State how many lines of the material below contain the word "crate". Add nothing else.

## Listed entries
-- Opening Marker --

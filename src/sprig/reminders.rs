//! Reminder aggregation: a stateless view over the plant list, computed
//! through the schedule engine on every query.

use crate::model::Plant;
use crate::schedule::{classify_tasks, days_until, partition_tasks, Task};
use chrono::{DateTime, NaiveDate, Utc};
use serde::Serialize;
use std::collections::BTreeSet;

/// Plants due within this many days are flagged as "soon".
pub const DEFAULT_SOON_DAYS: i64 = 2;

#[derive(Debug, Clone, Default, PartialEq, Eq, Serialize)]
pub struct ReminderBoard {
    pub overdue: Vec<Task>,
    pub upcoming: Vec<Task>,
}

impl ReminderBoard {
    pub fn build(plants: &[Plant], now: DateTime<Utc>) -> Self {
        let (overdue, upcoming) = partition_tasks(classify_tasks(plants, now));
        Self { overdue, upcoming }
    }

    pub fn is_empty(&self) -> bool {
        self.overdue.is_empty() && self.upcoming.is_empty()
    }

    pub fn len(&self) -> usize {
        self.overdue.len() + self.upcoming.len()
    }

    /// Distinct calendar days (UTC) that carry at least one task.
    pub fn task_dates(&self) -> BTreeSet<NaiveDate> {
        self.overdue
            .iter()
            .chain(self.upcoming.iter())
            .map(Task::due_day)
            .collect()
    }
}

/// How urgently a single plant needs water.
#[derive(Debug, Clone, Copy, PartialEq, Eq, Serialize)]
#[serde(rename_all = "lowercase")]
pub enum WateringStatus {
    Due,
    Soon,
    Ok,
    Unknown,
}

pub fn watering_status(plant: &Plant, now: DateTime<Utc>, soon_days: i64) -> WateringStatus {
    match plant.next_watering {
        None => WateringStatus::Unknown,
        Some(due) => {
            let days = days_until(due, now);
            if days <= 0 {
                WateringStatus::Due
            } else if days <= soon_days {
                WateringStatus::Soon
            } else {
                WateringStatus::Ok
            }
        }
    }
}

/// Number of plants whose watering is due at `now`, or `None` when there are
/// none. Drives the "time to care for your plants" notice.
pub fn watering_alert(plants: &[Plant], now: DateTime<Utc>) -> Option<usize> {
    let count = plants
        .iter()
        .filter(|p| p.next_watering.is_some_and(|due| due <= now))
        .count();
    (count > 0).then_some(count)
}
//! Integration tests for health probes and the metrics endpoint
mod common;

use crate::common::{app, body_json, body_text, create_test_app_state, get, send};

use axum::http::StatusCode;

#[tokio::test]
async fn given_open_database_when_checking_health_then_healthy() {
    let state = create_test_app_state().await;

    let response = send(app(&state), get("/health")).await;

    assert_eq!(response.status(), StatusCode::OK);
    let json = body_json(response).await;
    assert_eq!(json["status"], "healthy");
    assert_eq!(json["components"]["database"], "operational");
    assert_eq!(json["components"]["auth"], "operational");
    assert_eq!(json["components"]["metrics"], "disabled");
}

#[tokio::test]
async fn given_closed_database_when_checking_readiness_then_503() {
    let state = create_test_app_state().await;
    state.pool.close().await;

    let ready = send(app(&state), get("/ready")).await;
    let health = send(app(&state), get("/health")).await;

    assert_eq!(ready.status(), StatusCode::SERVICE_UNAVAILABLE);
    assert_eq!(health.status(), StatusCode::SERVICE_UNAVAILABLE);
}

#[tokio::test]
async fn given_running_server_when_probing_liveness_then_ok() {
    let state = create_test_app_state().await;

    let response = send(app(&state), get("/live")).await;

    assert_eq!(response.status(), StatusCode::OK);
    assert_eq!(body_text(response).await, "OK");
}

#[tokio::test]
async fn given_metrics_disabled_when_scraping_then_404() {
    let state = create_test_app_state().await;

    let response = send(app(&state), get("/metrics")).await;

    assert_eq!(response.status(), StatusCode::NOT_FOUND);
}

-- Closing Marker --

## Result of the task
3